Величина гонорара и сложность заказа никак не связаны между собой. Они просто существуют в одной и той же точке пространственно-временного континуума…
Николай Давич думал о сейфе. Для хранения его личного состояния не хватило бы всего этого дома, но думал он о сейфе. Николай Давич сохранил в себе редкое качество – способность удавить человека из-за ста долларов. Вероятно, это было что-то от предков, передавших ему этот ген вместе с фамилией. Давич холил и лелеял свой дар, и тот отвечал взаимностью.

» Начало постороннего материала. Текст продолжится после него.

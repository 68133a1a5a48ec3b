//! Role → capability directory held in memory.

use std::collections::{BTreeSet, HashMap};
use std::sync::{Arc, RwLock};
use thiserror::Error;
use tracing::error;

use crate::access::{
    domain::{Actor, Capability, RoleName, UserId},
    ports::CapabilityProvider,
};

/// Thread-safe directory of roles, role capabilities and direct grants.
///
/// A poisoned lock denies every check and fails every change.
#[derive(Debug, Clone, Default)]
pub struct RoleDirectory {
    state: Arc<RwLock<DirectoryState>>,
}

#[derive(Debug, Default)]
struct DirectoryState {
    role_capabilities: HashMap<RoleName, BTreeSet<Capability>>,
    memberships: HashMap<UserId, BTreeSet<RoleName>>,
    direct_grants: HashMap<UserId, BTreeSet<Capability>>,
}

impl RoleDirectory {
    /// Creates an empty directory.
    #[must_use]
    pub fn new() -> Self {
        Self::default()
    }

    /// Creates a directory seeded with the operator, supervisor and
    /// area-manager roles.
    #[must_use]
    pub fn with_default_roles() -> Self {
        let role_capabilities = [
            (
                RoleName::operator(),
                vec![
                    Capability::CreateOdt,
                    Capability::SendRequest,
                    Capability::ExecuteOdt,
                    Capability::ViewDetail,
                ],
            ),
            (
                RoleName::supervisor(),
                vec![
                    Capability::ReviewOdt,
                    Capability::AuthorizeOdt,
                    Capability::ViewDetail,
                ],
            ),
            (
                RoleName::area_manager(),
                vec![
                    Capability::ApproveOdt,
                    Capability::AuthorizeOdt,
                    Capability::EditFullOdt,
                    Capability::ViewDetail,
                    Capability::ViewStats,
                ],
            ),
        ]
        .into_iter()
        .map(|(role, capabilities)| (role, capabilities.into_iter().collect()))
        .collect();
        Self {
            state: Arc::new(RwLock::new(DirectoryState {
                role_capabilities,
                ..DirectoryState::default()
            })),
        }
    }

    /// Defines (or redefines) the capabilities carried by a role.
    ///
    /// # Errors
    ///
    /// Returns [`DirectoryLockError`] when the directory lock is poisoned.
    pub fn define_role(
        &self,
        role: RoleName,
        capabilities: impl IntoIterator<Item = Capability>,
    ) -> Result<(), DirectoryLockError> {
        let mut state = self.state.write().map_err(lock_error)?;
        state
            .role_capabilities
            .insert(role, capabilities.into_iter().collect());
        Ok(())
    }

    /// Adds a user to a role.
    ///
    /// # Errors
    ///
    /// Returns [`DirectoryLockError`] when the directory lock is poisoned.
    pub fn assign_role(&self, user: UserId, role: RoleName) -> Result<(), DirectoryLockError> {
        let mut state = self.state.write().map_err(lock_error)?;
        state.memberships.entry(user).or_default().insert(role);
        Ok(())
    }

    /// Grants a capability directly to a user.
    ///
    /// # Errors
    ///
    /// Returns [`DirectoryLockError`] when the directory lock is poisoned.
    pub fn grant(&self, user: UserId, capability: Capability) -> Result<(), DirectoryLockError> {
        let mut state = self.state.write().map_err(lock_error)?;
        state.direct_grants.entry(user).or_default().insert(capability);
        Ok(())
    }

    /// Removes a direct grant from a user.
    ///
    /// # Errors
    ///
    /// Returns [`DirectoryLockError`] when the directory lock is poisoned.
    pub fn revoke(&self, user: UserId, capability: Capability) -> Result<(), DirectoryLockError> {
        let mut state = self.state.write().map_err(lock_error)?;
        if let Some(grants) = state.direct_grants.get_mut(&user) {
            grants.remove(&capability);
        }
        Ok(())
    }
}

/// The directory lock was poisoned by a panicking writer.
#[derive(Debug, Clone, Error, PartialEq, Eq)]
#[error("role directory lock poisoned: {0}")]
pub struct DirectoryLockError(String);

fn lock_error(err: impl ToString) -> DirectoryLockError {
    let message = err.to_string();
    error!(error = %message, "role directory lock poisoned");
    DirectoryLockError(message)
}

impl CapabilityProvider for RoleDirectory {
    fn actor_has_capability(&self, actor: &Actor, capability: Capability) -> bool {
        let Ok(state) = self.state.read().map_err(lock_error) else {
            return false;
        };
        let user = actor.id();
        if state
            .direct_grants
            .get(&user)
            .is_some_and(|grants| grants.contains(&capability))
        {
            return true;
        }
        state.memberships.get(&user).is_some_and(|roles| {
            roles.iter().any(|role| {
                state
                    .role_capabilities
                    .get(role)
                    .is_some_and(|capabilities| capabilities.contains(&capability))
            })
        })
    }

    fn is_in_role(&self, actor: &Actor, role: &RoleName) -> bool {
        self.state.read().map_err(lock_error).is_ok_and(|state| {
            state
                .memberships
                .get(&actor.id())
                .is_some_and(|roles| roles.contains(role))
        })
    }
}
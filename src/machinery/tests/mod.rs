//! Unit tests for the machinery context.
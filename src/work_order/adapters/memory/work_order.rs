//! In-memory repository for work orders.
//!
//! Guards, numbering and the open-order check are evaluated under the
//! same write lock as the write itself.

use async_trait::async_trait;
use chrono::{DateTime, Utc};
use std::collections::HashMap;
use std::sync::{Arc, RwLock};

use crate::machinery::domain::MachineId;
use crate::work_order::{
    domain::{PendingWorkOrder, TransitionGuard, WorkOrder, WorkOrderId, WorkOrderNumbers},
    ports::{
        WorkOrderCounts, WorkOrderFilter, WorkOrderRepository, WorkOrderRepositoryError,
        WorkOrderRepositoryResult,
    },
};

/// Thread-safe in-memory work-order repository.
#[derive(Debug, Clone, Default)]
pub struct InMemoryWorkOrderRepository {
    state: Arc<RwLock<InMemoryWorkOrderState>>,
}

#[derive(Debug, Default)]
struct InMemoryWorkOrderState {
    orders: HashMap<WorkOrderId, WorkOrder>,
}

impl InMemoryWorkOrderState {
    fn next_numbers(&self) -> WorkOrderRepositoryResult<WorkOrderNumbers> {
        let max_correlative = self
            .orders
            .values()
            .map(|order| order.numbers().correlative())
            .max();
        let max_odt_number = self
            .orders
            .values()
            .map(|order| order.numbers().odt_number())
            .max();
        WorkOrderNumbers::after(max_correlative, max_odt_number)
            .map_err(WorkOrderRepositoryError::persistence)
    }

    fn numbers_taken(&self, numbers: WorkOrderNumbers) -> bool {
        self.orders.values().any(|order| {
            order.numbers().correlative() == numbers.correlative()
                || order.numbers().odt_number() == numbers.odt_number()
        })
    }

    fn has_open_order(&self, machine: MachineId, since: DateTime<Utc>) -> bool {
        self.orders.values().any(|order| {
            order.machine() == machine && order.status().is_open() && order.created_at() >= since
        })
    }

    fn insert_pending(&mut self, pending: PendingWorkOrder) -> WorkOrderRepositoryResult<WorkOrder> {
        if self.orders.contains_key(&pending.id()) {
            return Err(WorkOrderRepositoryError::DuplicateWorkOrder(pending.id()));
        }
        let numbers = self.next_numbers()?;
        if self.numbers_taken(numbers) {
            return Err(WorkOrderRepositoryError::DuplicateNumber(numbers));
        }

        let order = pending.into_numbered(numbers);
        self.orders.insert(order.id(), order.clone());
        Ok(order)
    }

    fn stored(&self, id: WorkOrderId) -> WorkOrderRepositoryResult<&WorkOrder> {
        self.orders
            .get(&id)
            .ok_or(WorkOrderRepositoryError::NotFound(id))
    }
}

impl InMemoryWorkOrderRepository {
    /// Creates an empty in-memory repository.
    #[must_use]
    pub fn new() -> Self {
        Self::default()
    }
}

fn lock_error(err: impl ToString) -> WorkOrderRepositoryError {
    WorkOrderRepositoryError::persistence(std::io::Error::other(err.to_string()))
}

#[async_trait]
impl WorkOrderRepository for InMemoryWorkOrderRepository {
    async fn insert_numbered(
        &self,
        pending: PendingWorkOrder,
    ) -> WorkOrderRepositoryResult<WorkOrder> {
        let mut state = self.state.write().map_err(lock_error)?;
        state.insert_pending(pending)
    }

    async fn insert_numbered_unless_open(
        &self,
        pending: PendingWorkOrder,
        since: DateTime<Utc>,
    ) -> WorkOrderRepositoryResult<Option<WorkOrder>> {
        let mut state = self.state.write().map_err(lock_error)?;
        if state.has_open_order(pending.machine(), since) {
            return Ok(None);
        }
        state.insert_pending(pending).map(Some)
    }

    async fn update_guarded(
        &self,
        order: &WorkOrder,
        guard: &TransitionGuard,
    ) -> WorkOrderRepositoryResult<bool> {
        let mut state = self.state.write().map_err(lock_error)?;
        if !guard.admits(state.stored(order.id())?) {
            return Ok(false);
        }
        state.orders.insert(order.id(), order.clone());
        Ok(true)
    }

    async fn update(&self, order: &WorkOrder) -> WorkOrderRepositoryResult<()> {
        let mut state = self.state.write().map_err(lock_error)?;
        state.stored(order.id())?;
        state.orders.insert(order.id(), order.clone());
        Ok(())
    }

    async fn find_by_id(&self, id: WorkOrderId) -> WorkOrderRepositoryResult<Option<WorkOrder>> {
        let state = self.state.read().map_err(lock_error)?;
        Ok(state.orders.get(&id).cloned())
    }

    async fn list(&self, filter: &WorkOrderFilter) -> WorkOrderRepositoryResult<Vec<WorkOrder>> {
        let state = self.state.read().map_err(lock_error)?;
        let mut orders: Vec<WorkOrder> = state
            .orders
            .values()
            .filter(|order| filter.matches(order))
            .cloned()
            .collect();
        orders.sort_by(|left, right| {
            right
                .created_at()
                .cmp(&left.created_at())
                .then_with(|| right.numbers().correlative().cmp(&left.numbers().correlative()))
        });
        Ok(orders)
    }

    async fn exists_open_for_machine_since(
        &self,
        machine: MachineId,
        since: DateTime<Utc>,
    ) -> WorkOrderRepositoryResult<bool> {
        let state = self.state.read().map_err(lock_error)?;
        Ok(state.has_open_order(machine, since))
    }

    async fn status_counts(&self) -> WorkOrderRepositoryResult<WorkOrderCounts> {
        let state = self.state.read().map_err(lock_error)?;
        let mut counts = WorkOrderCounts::default();
        for order in state.orders.values() {
            counts.add(order.status(), order.details().priority(), 1);
        }
        Ok(counts)
    }
}
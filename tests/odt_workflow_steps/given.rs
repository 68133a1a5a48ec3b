//! Given steps for work-order lifecycle BDD scenarios.

use super::world::{OdtWorld, run_async};
use eyre::WrapErr;
use odt_control::{
    machinery::services::RegisterMachineRequest, work_order::domain::ExecutionDetailUpdate,
};
use rstest_bdd_macros::given;

#[given(r#"a machine "{code}" the operator is responsible for"#)]
fn machine_with_operator(world: &mut OdtWorld, code: String) -> Result<(), eyre::Report> {
    let operator = world.actor("operator")?;
    let request = RegisterMachineRequest::new(code.clone(), format!("Machine {code}"))
        .with_responsible(operator.id());
    let machine = run_async(world.registry.register(request)).wrap_err("register machine")?;
    world.machine = Some(machine);
    Ok(())
}

#[given(r#"the machine state changes to "{state}""#)]
fn machine_state_changed(world: &mut OdtWorld, state: String) -> Result<(), eyre::Report> {
    world.change_machine_state(&state)
}

#[given("the work order has been taken into review")]
fn work_order_in_review(world: &mut OdtWorld) -> Result<(), eyre::Report> {
    let id = world.work_order_id()?;
    let operator = world.actor("operator")?;
    let supervisor = world.actor("supervisor")?;
    let technician = world.actor("technician")?;
    let workflow = &world.workflow;

    let submitted = run_async(workflow.submit_request(&operator, id)).wrap_err("submit")?;
    eyre::ensure!(submitted.is_applied(), "submit_request was not eligible");
    let assigned = run_async(workflow.assign_responsible(&supervisor, id, technician.id()))
        .wrap_err("assign")?;
    eyre::ensure!(assigned.is_applied(), "assign_responsible was not eligible");
    let started = run_async(workflow.start_execution(&technician, id)).wrap_err("start")?;
    eyre::ensure!(started.is_applied(), "start_execution was not eligible");
    let recorded = run_async(workflow.record_execution_detail(
        &technician,
        id,
        ExecutionDetailUpdate {
            tasks_performed: Some("Inspected and repaired".to_owned()),
            ..ExecutionDetailUpdate::default()
        },
    ))
    .wrap_err("record execution detail")?;
    eyre::ensure!(recorded.is_applied(), "record_execution_detail was not eligible");
    let handed_in =
        run_async(workflow.submit_for_review(&technician, id)).wrap_err("submit for review")?;
    eyre::ensure!(handed_in.is_applied(), "submit_for_review was not eligible");
    Ok(())
}
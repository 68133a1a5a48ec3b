//! Application services for the work-order lifecycle.

mod numbering;
mod query;
mod tracker;
mod workflow;

pub use numbering::DEFAULT_NUMBERING_RETRIES;
pub use query::{Inbox, QueryError, QueryResult, WorkOrderQueryService};
pub use tracker::{
    AutoDraftPolicy, DEFAULT_DESCRIPTION_TEMPLATE, DEFAULT_TITLE_TEMPLATE, MachineStateTracker,
};
pub use workflow::{
    CreateWorkOrderRequest, TransitionOutcome, WorkOrderWorkflowService, WorkflowError,
    WorkflowResult,
};
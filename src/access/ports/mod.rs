//! Port contracts for authorization.

pub mod capability;

pub use capability::CapabilityProvider;
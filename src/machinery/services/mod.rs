//! Application services for the machine registry.

mod machine_type;
mod registry;

pub use machine_type::{MachineTypeService, MachineTypeServiceError, MachineTypeServiceResult};
pub use registry::{
    MachineRegistryError, MachineRegistryResult, MachineRegistryService, RegisterMachineRequest,
    UpdateMachineRequest,
};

Давич много работал, чтобы позволить себе нанимать специальных людей, которые были готовы выполнить любой приказ. Сейчас, с трудом вместившись в одно из кресел в полуподвале Стрельцова, он думал о сейфе, а трое его людей ждали команды. Чтобы выполнить команду быстро и эффективно, они стояли рядом, и ни один из них не стоял расслабленно. Комплект «Люди Давича + сейф» можно было выставить в галерее современного искусства. Композиция «Всегда на страже».
Антон Давича знал по слухам, и ни один из них не радовал. Все варианты были известны – ни один не был хорош.
Давич знал об Антоне благодаря своей службе безопасности. Репутация у Антона была, но распространялась нехотя. Официально торговля с Москвой была не запрещена, но не поощрялась.
Весь опыт Давича говорил о том, что его собеседник должен бояться. Бояться достаточно, чтобы делать то, что ему скажут, – за деньги или без. Однако же хрупкий, с тонкими, почти женскими пальцами Антон Стрельцов смотрел немного в сторону и, кажется, даже не мигал. И Давич никак не мог понять, какого цвета у него глаза. Стрельцов не боялся, Стрельцов скучал.
– Николай, вы не понимаете, о чем просите.
– Я не только понимаю, я готов заплатить, и довольно много.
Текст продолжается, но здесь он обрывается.